After completing her junior and senior school education, Fanny continued on to art school at the Birmingham Municipal
School of Art.
Fanny’s work was very much in the Pre Raphaelite style, using romantic, historic and legendary tales as themes. She
was very talented in design and composition and developed the skills to draw and paint professionally. Fanny must
have been influenced by the industry around her because she also contributed memorable works of art in other
mediums including enamelled panels and glassware.
During the 1890’s Fanny's work won awards - The Legend of Sandalphon was admitted to the National Art Competition
at the Victoria and Albert Museum, where it was exhibited. The subject Sandalphon is an archangel responsible for
protecting unborn children.
Around 1901, Fanny Bunn briefly took on the pseudonym 'Peacock', which was also the subject of her prize winning
design for an enamelled decorative panel.
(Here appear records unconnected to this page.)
//! Integration test: config load, encrypted store, leases, orchestrator, inbox.

mod common;

use chrono::{TimeZone, Utc};
use common::*;
use credit_scoring::{
    config::{NotifyConfig, OrchestratorConfig, ServiceConfig},
    notify::NotificationClient,
    orchestrator::{input_fingerprint, ScoringOrchestrator},
    scoring::CreditScorer,
    storage::{AssessmentRecord, AssessmentStore},
    RawApplicationInput,
};
use std::path::Path;
use std::sync::Arc;

fn fast_config(max_attempts: u32) -> OrchestratorConfig {
    OrchestratorConfig {
        max_attempts,
        base_delay_ms: 1,
        ..OrchestratorConfig::default()
    }
}

fn orchestrator(
    scorer: CreditScorer,
    store: &Arc<AssessmentStore>,
    config: OrchestratorConfig,
) -> ScoringOrchestrator {
    ScoringOrchestrator::new(Arc::new(scorer), Arc::clone(store), config)
}

fn open_store(dir: &Path) -> Arc<AssessmentStore> {
    Arc::new(AssessmentStore::open(&dir.join("assessments.db"), b"test-secret").unwrap())
}

fn record(application_id: &str, assessment_id: &str, scored_at_ms: i64) -> AssessmentRecord {
    let result = linear_scorer().predict(&example_input()).unwrap();
    AssessmentRecord {
        application_id: application_id.to_string(),
        assessment_id: assessment_id.to_string(),
        scored_at: Utc.timestamp_millis_opt(scored_at_ms).unwrap(),
        input_hash: input_fingerprint(&example_input()).unwrap(),
        result,
    }
}

#[test]
fn config_load_default() {
    let c = ServiceConfig::load(Path::new("nonexistent.json")).unwrap();
    assert_eq!(c.orchestrator.lease_minutes, 30);
    assert_eq!(c.orchestrator.max_attempts, 3);
    assert_eq!(c.orchestrator.poll_interval_secs, 0);
    assert!(!c.notify.enabled);
    assert_eq!(c.log.level, "info");
}

#[test]
fn config_partial_file_keeps_section_defaults() {
    let dir = tempfile::tempdir().unwrap();
    let path = dir.path().join("config.json");
    let body = r#"{"artifact_dir": "/opt/models", "orchestrator": {"max_attempts": 5}}"#;
    std::fs::write(&path, body).unwrap();
    let c = ServiceConfig::load(&path).unwrap();
    assert_eq!(c.artifact_dir, Path::new("/opt/models"));
    assert_eq!(c.orchestrator.max_attempts, 5);
    assert_eq!(c.orchestrator.lease_minutes, 30);
    assert!(c.log.json);
}

#[test]
fn storage_roundtrip_and_upsert() {
    let dir = tempfile::tempdir().unwrap();
    let store = open_store(dir.path());

    store.upsert_assessment(&record("APP-1", "a-1", 1_000)).unwrap();
    let got = store.get_assessment("APP-1").unwrap().unwrap();
    assert_eq!(got.assessment_id, "a-1");
    assert_eq!(got.scored_at.timestamp_millis(), 1_000);
    assert_eq!(got.result.credit_score, 567);
    assert_eq!(got.result.model_version, "2.1.0");

    store.upsert_assessment(&record("APP-1", "a-2", 2_000)).unwrap();
    assert_eq!(store.count_assessments().unwrap(), 1);
    assert_eq!(store.get_assessment("APP-1").unwrap().unwrap().assessment_id, "a-2");
    assert!(store.get_assessment("APP-2").unwrap().is_none());
}

#[test]
fn storage_payload_needs_the_right_secret() {
    let dir = tempfile::tempdir().unwrap();
    let path = dir.path().join("assessments.db");
    {
        let store = AssessmentStore::open(&path, b"secret-a").unwrap();
        store.upsert_assessment(&record("APP-1", "a-1", 1_000)).unwrap();
    }
    let other = AssessmentStore::open(&path, b"secret-b").unwrap();
    assert!(other.get_assessment("APP-1").is_err());
}

#[test]
fn storage_prune() {
    let dir = tempfile::tempdir().unwrap();
    let store = open_store(dir.path());
    store.upsert_assessment(&record("old", "a-1", 1_000)).unwrap();
    store.upsert_assessment(&record("new", "a-2", 5_000)).unwrap();
    assert_eq!(store.prune_before(3_000).unwrap(), 1);
    assert!(store.get_assessment("old").unwrap().is_none());
    assert!(store.get_assessment("new").unwrap().is_some());
}

#[test]
fn lease_blocks_until_expiry_or_release() {
    let dir = tempfile::tempdir().unwrap();
    let store = open_store(dir.path());

    assert!(store.try_acquire_lease("APP-1", "h1", 1_000, 500).unwrap());
    assert!(!store.try_acquire_lease("APP-1", "h2", 1_200, 500).unwrap());
    // Other applications are independent.
    assert!(store.try_acquire_lease("APP-2", "h2", 1_200, 500).unwrap());
    // Expired at 1500.
    assert!(store.try_acquire_lease("APP-1", "h2", 1_500, 500).unwrap());

    // Only the current holder can release.
    store.release_lease("APP-1", "h1").unwrap();
    assert!(!store.try_acquire_lease("APP-1", "h3", 1_600, 500).unwrap());
    store.release_lease("APP-1", "h2").unwrap();
    assert!(store.try_acquire_lease("APP-1", "h3", 1_600, 500).unwrap());
}

#[test]
fn unbounded_lease_does_not_overflow() {
    let dir = tempfile::tempdir().unwrap();
    let store = open_store(dir.path());
    let now = Utc::now().timestamp_millis();

    assert!(store.try_acquire_lease("APP-1", "h1", now, i64::MAX).unwrap());
    assert!(!store.try_acquire_lease("APP-1", "h2", now + 1, 500).unwrap());
    store.release_lease("APP-1", "h1").unwrap();
    assert!(store.try_acquire_lease("APP-1", "h2", now + 1, 500).unwrap());
}

#[test]
fn orchestrator_accepts_maximum_lease_minutes() {
    let dir = tempfile::tempdir().unwrap();
    let store = open_store(dir.path());
    let config = OrchestratorConfig {
        lease_minutes: u64::MAX,
        ..fast_config(3)
    };
    let orchestrator = orchestrator(linear_scorer(), &store, config);

    let response = orchestrator.score_application("APP-1", &example_input());
    assert!(response.success, "{response:?}");
    assert_eq!(store.count_assessments().unwrap(), 1);
}

#[test]
fn unreachable_notify_endpoint_does_not_fail_scoring() {
    let dir = tempfile::tempdir().unwrap();
    let store = open_store(dir.path());
    let notifier = NotificationClient::new(&NotifyConfig {
        enabled: true,
        endpoint: Some("http://127.0.0.1:9".into()),
    });
    assert!(notifier.is_some());
    let orchestrator =
        orchestrator(linear_scorer(), &store, fast_config(1)).with_notifier(notifier);

    let response = orchestrator.score_application("APP-1", &example_input());
    assert!(response.success, "{response:?}");
    let stored = store.get_assessment("APP-1").unwrap().unwrap();
    assert_eq!(stored.result.credit_score, 567);
}

#[test]
fn orchestrator_persists_and_audits() {
    let dir = tempfile::tempdir().unwrap();
    let store = open_store(dir.path());
    let audit = dir.path().join("audit.ndjson");
    let orchestrator = orchestrator(linear_scorer(), &store, fast_config(3))
        .with_audit_log(&audit)
        .unwrap();

    let response = orchestrator.score_application("APP-1", &example_input());
    assert!(response.success);
    assert_eq!(response.result.as_ref().unwrap().credit_score, 567);

    let stored = store.get_assessment("APP-1").unwrap().unwrap();
    assert_eq!(stored.result.credit_score, 567);
    assert_eq!(stored.input_hash, input_fingerprint(&example_input()).unwrap());

    let bad = RawApplicationInput {
        dti: None,
        ..example_input()
    };
    let response = orchestrator.score_application("APP-2", &bad);
    assert!(!response.success);
    assert_eq!(response.violations, vec!["dti is required".to_string()]);
    assert!(store.get_assessment("APP-2").unwrap().is_none());
    assert_eq!(store.count_assessments().unwrap(), 1);

    let lines: Vec<serde_json::Value> = std::fs::read_to_string(&audit)
        .unwrap()
        .lines()
        .map(|l| serde_json::from_str(l).unwrap())
        .collect();
    assert_eq!(lines.len(), 2);
    assert_eq!(lines[0]["application_id"], "APP-1");
    assert_eq!(lines[0]["success"], true);
    assert_eq!(lines[0]["credit_score"], 567);
    assert_eq!(lines[1]["success"], false);
    assert!(lines[1]["error"].as_str().unwrap().contains("dti"));
}

#[test]
fn held_lease_rejects_second_scorer() {
    let dir = tempfile::tempdir().unwrap();
    let store = open_store(dir.path());
    let now = Utc::now().timestamp_millis();
    assert!(store.try_acquire_lease("APP-1", "someone-else", now, 60_000).unwrap());

    let orchestrator = orchestrator(linear_scorer(), &store, fast_config(3));
    let response = orchestrator.run_with_retry("APP-1", &example_input());
    assert!(!response.success);
    assert!(response.error.unwrap().contains("in progress"));
    assert_eq!(store.count_assessments().unwrap(), 0);
}

#[test]
fn transient_inference_failures_are_retried() {
    let dir = tempfile::tempdir().unwrap();
    let store = open_store(dir.path());
    let scorer = CreditScorer::from_artifact(artifact_with(Box::new(FlakyRegressor::new(2))));
    let orchestrator = orchestrator(scorer, &store, fast_config(3));

    let response = orchestrator.run_with_retry("APP-1", &example_input());
    assert!(response.success, "{response:?}");
    assert_eq!(response.result.unwrap().credit_score, 567);
    assert_eq!(store.count_assessments().unwrap(), 1);
}

#[test]
fn retries_stop_at_max_attempts() {
    let dir = tempfile::tempdir().unwrap();
    let store = open_store(dir.path());
    let scorer = CreditScorer::from_artifact(artifact_with(Box::new(FlakyRegressor::new(5))));
    let orchestrator = orchestrator(scorer, &store, fast_config(2));

    let response = orchestrator.run_with_retry("APP-1", &example_input());
    assert!(!response.success);
    assert!(response.error.unwrap().contains("model inference"));
    assert_eq!(store.count_assessments().unwrap(), 0);
    // Lease was released after each attempt.
    assert!(store
        .try_acquire_lease("APP-1", "next", Utc::now().timestamp_millis(), 1_000)
        .unwrap());
}

#[test]
fn inbox_pass_sorts_records_by_outcome() {
    let dir = tempfile::tempdir().unwrap();
    let store = open_store(dir.path());
    let inbox = dir.path().join("inbox");
    std::fs::create_dir_all(&inbox).unwrap();

    let mut good = serde_json::to_value(example_input()).unwrap();
    good["application_id"] = serde_json::json!("APP-7");
    std::fs::write(inbox.join("a.json"), good.to_string()).unwrap();

    let mut bad = serde_json::to_value(example_input()).unwrap();
    bad["dti"] = serde_json::Value::Null;
    std::fs::write(inbox.join("b.json"), bad.to_string()).unwrap();

    std::fs::write(inbox.join("notes.txt"), "ignored").unwrap();

    let orchestrator = orchestrator(linear_scorer(), &store, fast_config(3));
    let summary = orchestrator.process_inbox(&inbox).unwrap();
    assert_eq!((summary.scanned, summary.succeeded, summary.failed), (2, 1, 1));

    assert!(inbox.join("processed/a.json").exists());
    assert!(inbox.join("failed/b.json").exists());
    assert!(!inbox.join("a.json").exists());
    assert!(inbox.join("notes.txt").exists());

    let report: serde_json::Value =
        serde_json::from_str(&std::fs::read_to_string(inbox.join("failed/b.result.json")).unwrap())
            .unwrap();
    assert_eq!(report["success"], false);
    assert_eq!(report["violations"][0], "dti is required");

    assert!(store.get_assessment("APP-7").unwrap().is_some());
    assert!(store.get_assessment("b").unwrap().is_none());

    // A second pass finds nothing new.
    let summary = orchestrator.process_inbox(&inbox).unwrap();
    assert_eq!(summary.scanned, 0);
}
She won a gold medal and £25, for her enamelled panel of La Belle Dame
Sans Merci, in 'rich tones of blue, violet and peacock' (as reported in East and South Devon Advertiser in 1902). This
piece resides to date in the V&A.
In 1904 she won the Princess of Wales scholarship of £25 for her piece entitled The Victor. This enamel panel is now in
the collections of Birmingham Museum and Art Gallery. The Arts and Craft Magazine's coverage of the National Art
Competition in 1904 praised her 'brilliant and harmonious' colouring of the scene and 'exquisite translucence of the
enamels', lifting her work above the 'commonplace'.
The quality of her work and successful accolades made her famous and brought her back to the Birmingham School of
Art as a teacher of enamelling in 1905.
Unfortunately, Fanny's work is rarely on display these days, however one piece is on constant show at Hereford
Cathedral. Her enamelled portrait of the organist and musical director of the Cathedral, George Robertson Sinclair
is displayed on one of the walls. Fanny's work was displayed at the Royal Birmingham Society of Artists Autumn
Exhibition of 1921, where a trinket bowl entitled Fairies and a silver powder box Memory where attributed to her.